Mitigating the Risk from Excipient Variability

Excipients are substances other than the API, which have been appropriately evaluated for safety and are intentionally included in drug delivery systems. Excipients are typically more complex than APIs, because they are frequently multi-component and less well-defined. In addition, excipient variability can present itself in various forms, compositionally, physically, or functionally.

Most excipients are not pure substances. Other residual and trace components present in excipients can impact key excipient functional characteristics when used in pharmaceutical formulations (1). The International Pharmaceutical Excipients Council (IPEC) refers to these other unavoidable substances in excipients as concomitant components (2). Performance of many excipients in a drug formulation may rely on the presence of such substances in the excipient. These excipient components are not considered impurities and could vary due to changes in raw materials, process variability, and from supplier to supplier. Excipients are not controlled at an individual parameter level. There are many degrees of freedom associated with polydispersity of particle size, molecular weight, and chemical composition, all of which may be process or supplier dependent. Particle size is usually controlled as an average or distribution, and dilute solution viscosities are often used for routine analysis to monitor batch-to-batch consistency of polymer molecular weight. The composition profile of a complex mixture may not be well defined, and the performance impact of the many components may not be well understood.

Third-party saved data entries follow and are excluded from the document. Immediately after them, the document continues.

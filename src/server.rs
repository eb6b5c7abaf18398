use crate::cache::CacheStats;
use crate::chain::ChainAssembler;
use crate::error::MarketError;
use crate::models::{NseIndexRow, OptionChainResult};
use anyhow::Result;
use axum::{
    extract::{Query, State},
    response::Json,
    routing::get,
    Router,
};
use chrono::NaiveDate;
use serde::{Deserialize, Serialize};
use serde_json::Value;
use std::sync::Arc;
use std::time::Instant;
use tower_http::cors::CorsLayer;
use tracing::info;

// -----------------------------------------------
// API REQUEST/RESPONSE MODELS
// -----------------------------------------------

#[derive(Debug, Deserialize)]
pub struct ChainQuery {
    pub symbol: String,
    /// Optional expiry pin, YYYY-MM-DD.
    pub expiry: Option<NaiveDate>,
}

#[derive(Debug, Deserialize)]
pub struct ExpiriesQuery {
    pub symbol: String,
}

#[derive(Debug, Deserialize)]
pub struct QuotesQuery {
    /// Comma-separated Fyers symbols.
    pub symbols: String,
}

#[derive(Debug, Serialize)]
pub struct ApiResponse<T> {
    pub success: bool,
    pub data: Option<T>,
    pub error: Option<String>,
    pub processing_time_ms: Option<u64>,
}

impl<T> ApiResponse<T> {
    fn ok(data: T, start: Instant) -> Self {
        Self {
            success: true,
            data: Some(data),
            error: None,
            processing_time_ms: Some(start.elapsed().as_millis() as u64),
        }
    }

    fn err(error: &MarketError, start: Instant) -> Self {
        Self {
            success: false,
            data: None,
            error: Some(error.to_string()),
            processing_time_ms: Some(start.elapsed().as_millis() as u64),
        }
    }
}

#[derive(Debug, Serialize)]
pub struct ExpiriesResponse {
    pub symbol: String,
    pub expiries: Vec<NaiveDate>,
}

// -----------------------------------------------
// APPLICATION STATE
// -----------------------------------------------

#[derive(Clone)]
pub struct AppState {
    assembler: Arc<ChainAssembler>,
}

impl AppState {
    pub fn new(assembler: Arc<ChainAssembler>) -> Self {
        Self { assembler }
    }
}

// -----------------------------------------------
// API HANDLERS
// -----------------------------------------------

/// GET /api/option-chain?symbol=NIFTY&expiry=2026-02-12
async fn get_option_chain(
    Query(query): Query<ChainQuery>,
    State(state): State<AppState>,
) -> Json<ApiResponse<OptionChainResult>> {
    let start = Instant::now();
    let symbol = query.symbol.to_uppercase();

    match state.assembler.build_chain(&symbol, query.expiry).await {
        Ok(chain) => Json(ApiResponse::ok(chain, start)),
        Err(e) => Json(ApiResponse::err(&e, start)),
    }
}

/// GET /api/expiries?symbol=NIFTY
async fn get_expiries(
    Query(query): Query<ExpiriesQuery>,
    State(state): State<AppState>,
) -> Json<ApiResponse<ExpiriesResponse>> {
    let start = Instant::now();
    let symbol = query.symbol.to_uppercase();

    match state.assembler.expiries(&symbol) {
        Ok(expiries) => Json(ApiResponse::ok(ExpiriesResponse { symbol, expiries }, start)),
        Err(e) => Json(ApiResponse::err(&e, start)),
    }
}

/// GET /api/quotes?symbols=NSE:SBIN-EQ,NSE:TCS-EQ
async fn get_quotes(
    Query(query): Query<QuotesQuery>,
    State(state): State<AppState>,
) -> Json<ApiResponse<Value>> {
    let start = Instant::now();
    let symbols: Vec<String> = query
        .symbols
        .split(',')
        .map(|s| s.trim().to_string())
        .filter(|s| !s.is_empty())
        .collect();

    match state.assembler.raw_quotes(symbols).await {
        Ok(quotes) => match serde_json::to_value(quotes) {
            Ok(value) => Json(ApiResponse::ok(value, start)),
            Err(e) => Json(ApiResponse::err(
                &MarketError::UpstreamUnavailable(e.to_string()),
                start,
            )),
        },
        Err(e) => Json(ApiResponse::err(&e, start)),
    }
}

/// GET /api/indices
async fn get_indices(State(state): State<AppState>) -> Json<ApiResponse<Vec<NseIndexRow>>> {
    let start = Instant::now();

    match state.assembler.key_indices().await {
        Ok(rows) => Json(ApiResponse::ok(rows, start)),
        Err(e) => Json(ApiResponse::err(&e, start)),
    }
}

/// GET /api/cache-stats
async fn get_cache_stats(State(state): State<AppState>) -> Json<ApiResponse<CacheStats>> {
    let start = Instant::now();
    let stats = state.assembler.cache_stats().await;
    Json(ApiResponse::ok(stats, start))
}

// -----------------------------------------------
// SERVER SETUP
// -----------------------------------------------

pub fn build_router(state: AppState) -> Router {
    Router::new()
        .route("/api/option-chain", get(get_option_chain))
        .route("/api/expiries", get(get_expiries))
        .route("/api/quotes", get(get_quotes))
        .route("/api/indices", get(get_indices))
        .route("/api/cache-stats", get(get_cache_stats))
        .layer(CorsLayer::permissive())
        .with_state(state)
}

pub async fn start_server(assembler: Arc<ChainAssembler>, port: u16) -> Result<()> {
    let app = build_router(AppState::new(assembler));

    let addr = format!("127.0.0.1:{}", port);
    let listener = tokio::net::TcpListener::bind(&addr).await?;

    info!(%addr, "option-clock API server listening");
    println!("Option Clock API running on http://{}", addr);
    println!("Available endpoints:");
    println!("   GET /api/option-chain?symbol=NIFTY&expiry=2026-02-12");
    println!("   GET /api/expiries?symbol=NIFTY");
    println!("   GET /api/quotes?symbols=NSE:SBIN-EQ,NSE:TCS-EQ");
    println!("   GET /api/indices");
    println!("   GET /api/cache-stats");
    println!();

    axum::serve(listener, app).await?;
    Ok(())
}
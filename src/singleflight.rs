use crate::error::{MarketError, MarketResult};
use serde_json::Value;
use std::collections::HashMap;
use std::future::Future;
use std::sync::Mutex;
use tokio::sync::watch;
use tracing::debug;

type Outcome = MarketResult<Value>;

/// Coalesces concurrent fetches for the same key into a single upstream call.
///
/// The first caller to register for a key becomes the producer; everyone else
/// arriving before it settles attaches to the same outcome, success or
/// failure. Registrations are removed as soon as the flight settles, so a
/// failed key is immediately eligible for a fresh attempt. There is no
/// negative caching here.
#[derive(Default)]
pub struct FlightGate {
    inflight: Mutex<HashMap<String, watch::Receiver<Option<Outcome>>>>,
}

/// Removes the registration when the producing call unwinds, including when
/// the producing task is cancelled mid-flight. Waiters then observe a closed
/// channel instead of hanging on a key nobody is fetching.
struct FlightGuard<'a> {
    gate: &'a FlightGate,
    key: &'a str,
}

impl Drop for FlightGuard<'_> {
    fn drop(&mut self) {
        if let Ok(mut inflight) = self.gate.inflight.lock() {
            inflight.remove(self.key);
        }
    }
}

impl FlightGate {
    pub fn new() -> Self {
        Self::default()
    }

    /// Runs `producer` at most once per key across all concurrent callers.
    pub async fn join<F, Fut>(&self, key: &str, producer: F) -> Outcome
    where
        F: FnOnce() -> Fut,
        Fut: Future<Output = Outcome>,
    {
        // Settle the registration while holding the lock, but keep every
        // await outside the guard's scope so the future stays `Send`.
        let registration = {
            let mut inflight = self
                .inflight
                .lock()
                .unwrap_or_else(|poisoned| poisoned.into_inner());

            match inflight.get(key) {
                Some(rx) => Err(rx.clone()),
                None => {
                    let (tx, rx) = watch::channel(None);
                    inflight.insert(key.to_string(), rx);
                    Ok(tx)
                }
            }
        };

        let tx = match registration {
            Err(mut rx) => {
                debug!(key, "attaching to in-flight fetch");
                let cancelled = || {
                    MarketError::UpstreamUnavailable(format!(
                        "in-flight fetch for '{}' was cancelled",
                        key
                    ))
                };
                return match rx.wait_for(|outcome| outcome.is_some()).await {
                    Ok(settled) => settled.clone().unwrap_or_else(|| Err(cancelled())),
                    // Producer task was dropped before settling.
                    Err(_) => Err(cancelled()),
                };
            }
            Ok(tx) => tx,
        };

        let guard = FlightGuard { gate: self, key };
        let outcome = producer().await;

        // Deregister before fan-out so late arrivals start a fresh flight
        // rather than observing a settled one.
        drop(guard);
        let _ = tx.send(Some(outcome.clone()));
        outcome
    }
}
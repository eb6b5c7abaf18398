use crate::error::{MarketError, MarketResult};
use chrono::{Datelike, Duration, NaiveDate, Weekday};

/// Fyers option symbol grammar. This is an external, versioned contract; the
/// encoder and parser below must stay inverses of each other (see the
/// round-trip tests) rather than being re-derived independently.
///
/// Monthly expiry (last Thursday of its month):
///   NSE:<UNDERLYING><YY><MMM><STRIKE><CE|PE>   e.g. NSE:NIFTY26FEB25000CE
/// Weekly expiry:
///   NSE:<UNDERLYING><YY><M><DD><STRIKE><CE|PE> e.g. NSE:NIFTY2621225000CE
/// where <M> is 1-9 for Jan-Sep and O/N/D for Oct/Nov/Dec.

#[derive(Debug, Clone, Copy, PartialEq, Eq)]
pub enum OptionSide {
    Call,
    Put,
}

impl OptionSide {
    pub fn suffix(self) -> &'static str {
        match self {
            OptionSide::Call => "CE",
            OptionSide::Put => "PE",
        }
    }
}

const MONTH_NAMES: [&str; 12] = [
    "JAN", "FEB", "MAR", "APR", "MAY", "JUN", "JUL", "AUG", "SEP", "OCT", "NOV", "DEC",
];

const WEEKLY_MONTH_CODES: [&str; 12] = ["1", "2", "3", "4", "5", "6", "7", "8", "9", "O", "N", "D"];

/// Last Thursday of the month containing `date`.
fn last_thursday(year: i32, month: u32) -> NaiveDate {
    let first_of_next = if month == 12 {
        NaiveDate::from_ymd_opt(year + 1, 1, 1)
    } else {
        NaiveDate::from_ymd_opt(year, month + 1, 1)
    }
    .expect("valid first-of-month");
    let last_day = first_of_next - Duration::days(1);
    let days_back = (last_day.weekday().num_days_from_monday() + 7
        - Weekday::Thu.num_days_from_monday())
        % 7;
    last_day - Duration::days(days_back as i64)
}

/// Whether `expiry` is the monthly contract date (last Thursday of its month).
pub fn is_monthly_expiry(expiry: NaiveDate) -> bool {
    expiry == last_thursday(expiry.year(), expiry.month())
}

pub fn format_option_symbol(
    underlying: &str,
    expiry: NaiveDate,
    strike: f64,
    side: OptionSide,
) -> String {
    let yy = expiry.year() % 100;
    let strike = strike as i64;

    if is_monthly_expiry(expiry) {
        let month = MONTH_NAMES[expiry.month0() as usize];
        format!("NSE:{}{:02}{}{}{}", underlying, yy, month, strike, side.suffix())
    } else {
        let code = WEEKLY_MONTH_CODES[expiry.month0() as usize];
        format!(
            "NSE:{}{:02}{}{:02}{}{}",
            underlying,
            yy,
            code,
            expiry.day(),
            strike,
            side.suffix()
        )
    }
}

/// Parses a symbol produced by [`format_option_symbol`] back into
/// (underlying, expiry, strike, side). `underlyings` is the supported table;
/// the longest matching name wins so e.g. "NIFTY" never shadows "FINNIFTY".
pub fn parse_option_symbol(
    symbol: &str,
    underlyings: &[&str],
) -> MarketResult<(String, NaiveDate, f64, OptionSide)> {
    let bad = || MarketError::UnsupportedSymbol(symbol.to_string());

    let body = symbol.strip_prefix("NSE:").ok_or_else(bad)?;

    let (body, side) = if let Some(b) = body.strip_suffix("CE") {
        (b, OptionSide::Call)
    } else if let Some(b) = body.strip_suffix("PE") {
        (b, OptionSide::Put)
    } else {
        return Err(bad());
    };

    let mut names: Vec<&str> = underlyings
        .iter()
        .copied()
        .filter(|u| body.starts_with(u))
        .collect();
    names.sort_by_key(|u| std::cmp::Reverse(u.len()));
    let underlying = *names.first().ok_or_else(bad)?;
    let rest = &body[underlying.len()..];

    if rest.len() < 3 {
        return Err(bad());
    }
    let yy: i32 = rest[..2].parse().map_err(|_| bad())?;
    let year = 2000 + yy;
    let rest = &rest[2..];

    // Monthly form carries a three-letter month name; weekly carries a
    // one-char month code followed by a two-digit day.
    if rest.len() >= 3 {
        if let Some(month) = MONTH_NAMES.iter().position(|m| rest.starts_with(m)) {
            let strike: f64 = rest[3..].parse().map_err(|_| bad())?;
            let expiry = last_thursday(year, month as u32 + 1);
            return Ok((underlying.to_string(), expiry, strike, side));
        }
    }

    let code = &rest[..1];
    let month = WEEKLY_MONTH_CODES
        .iter()
        .position(|c| *c == code)
        .ok_or_else(bad)? as u32
        + 1;
    let day: u32 = rest[1..3].parse().map_err(|_| bad())?;
    let strike: f64 = rest[3..].parse().map_err(|_| bad())?;
    let expiry = NaiveDate::from_ymd_opt(year, month, day).ok_or_else(bad)?;
    Ok((underlying.to_string(), expiry, strike, side))
}

#[cfg(test)]
mod tests {
    use super::*;

    const UNDERLYINGS: &[&str] = &["NIFTY", "BANKNIFTY", "FINNIFTY", "MIDCPNIFTY", "RELIANCE"];

    #[test]
    fn test_monthly_symbol_format() {
        // 2026-02-26 is the last Thursday of Feb 2026
        let expiry = NaiveDate::from_ymd_opt(2026, 2, 26).unwrap();
        assert!(is_monthly_expiry(expiry));
        let sym = format_option_symbol("NIFTY", expiry, 25000.0, OptionSide::Call);
        assert_eq!(sym, "NSE:NIFTY26FEB25000CE");
    }

    #[test]
    fn test_weekly_symbol_format() {
        // 2026-02-12 is a non-terminal Thursday
        let expiry = NaiveDate::from_ymd_opt(2026, 2, 12).unwrap();
        assert!(!is_monthly_expiry(expiry));
        let sym = format_option_symbol("NIFTY", expiry, 25000.0, OptionSide::Put);
        assert_eq!(sym, "NSE:NIFTY2621225000PE");
    }

    #[test]
    fn test_round_trip_weekly_and_monthly() {
        let cases = [
            // weekly Jan
            NaiveDate::from_ymd_opt(2026, 1, 8).unwrap(),
            // weekly Oct (month code "O")
            NaiveDate::from_ymd_opt(2026, 10, 8).unwrap(),
            // weekly Dec (month code "D")
            NaiveDate::from_ymd_opt(2026, 12, 10).unwrap(),
            // monthly Nov (last Thursday)
            NaiveDate::from_ymd_opt(2026, 11, 26).unwrap(),
        ];

        for expiry in cases {
            for side in [OptionSide::Call, OptionSide::Put] {
                let sym = format_option_symbol("BANKNIFTY", expiry, 52100.0, side);
                let (u, e, k, s) = parse_option_symbol(&sym, UNDERLYINGS).unwrap();
                assert_eq!(u, "BANKNIFTY");
                assert_eq!(e, expiry);
                assert_eq!(k, 52100.0);
                assert_eq!(s, side);
            }
        }
    }

    #[test]
    fn test_longest_underlying_match_wins() {
        let expiry = NaiveDate::from_ymd_opt(2026, 2, 12).unwrap();
        let sym = format_option_symbol("FINNIFTY", expiry, 23500.0, OptionSide::Call);
        let (u, ..) = parse_option_symbol(&sym, UNDERLYINGS).unwrap();
        assert_eq!(u, "FINNIFTY");
    }

    #[test]
    fn test_unknown_symbol_is_rejected() {
        assert!(parse_option_symbol("NSE:WIPRO2621225000CE", UNDERLYINGS).is_err());
        assert!(parse_option_symbol("BSE:NIFTY2621225000CE", UNDERLYINGS).is_err());
        assert!(parse_option_symbol("NSE:NIFTY26212", UNDERLYINGS).is_err());
    }

    #[test]
    fn test_last_thursday() {
        assert_eq!(
            last_thursday(2026, 2),
            NaiveDate::from_ymd_opt(2026, 2, 26).unwrap()
        );
        assert_eq!(
            last_thursday(2025, 12),
            NaiveDate::from_ymd_opt(2025, 12, 25).unwrap()
        );
    }
}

Silverstein contrasted the control of API quality versus that of excipients (3):

“API quality is improved by reducing the presence of all materials other than the desired chemical. […] Extraneous substances may be harmful to the patient in that they may lead to side effects, or they are inert, thus reducing API purity and thereby compromising efficacy.”

“Excipient quality is described quite differently. While one would again refer to compliance with the compendial monograph (if there is one) or the manufacturer’s specification, a higher assay is not always better. While this may seem counterintuitive, excipients are often complex mixtures that include constituents arising from raw materials, catalyst, solvent, initiator residue, or side reactions” (3).

Excipients are often mixtures of materials with major and minor components, and the minor components may contribute to the overall excipient performance in a particular application (4). For example, the compactibility of coarse grade dibasic calcium phosphate dihydrate is influenced by the presence of “impurities” in the crystal lattice, which cause dislocations and weakness, allowing brittle fracture to occur. Very pure coarse-grade dibasic calcium phosphate dihydrate does not compact as well. However, in general, the exact
relationship between excipient composition and excipient performance is not often well understood and will vary with each application (5).

Excipient variability

Many excipients possess some inherent variability. Variability in the finished excipient attributes can arise from many sources such as, but not limited to those in Table I (6).

Excipient variability for some excipients can also be influenced by degradation, which also can be impacted by packaging and/or environmental conditions during storage and distribution.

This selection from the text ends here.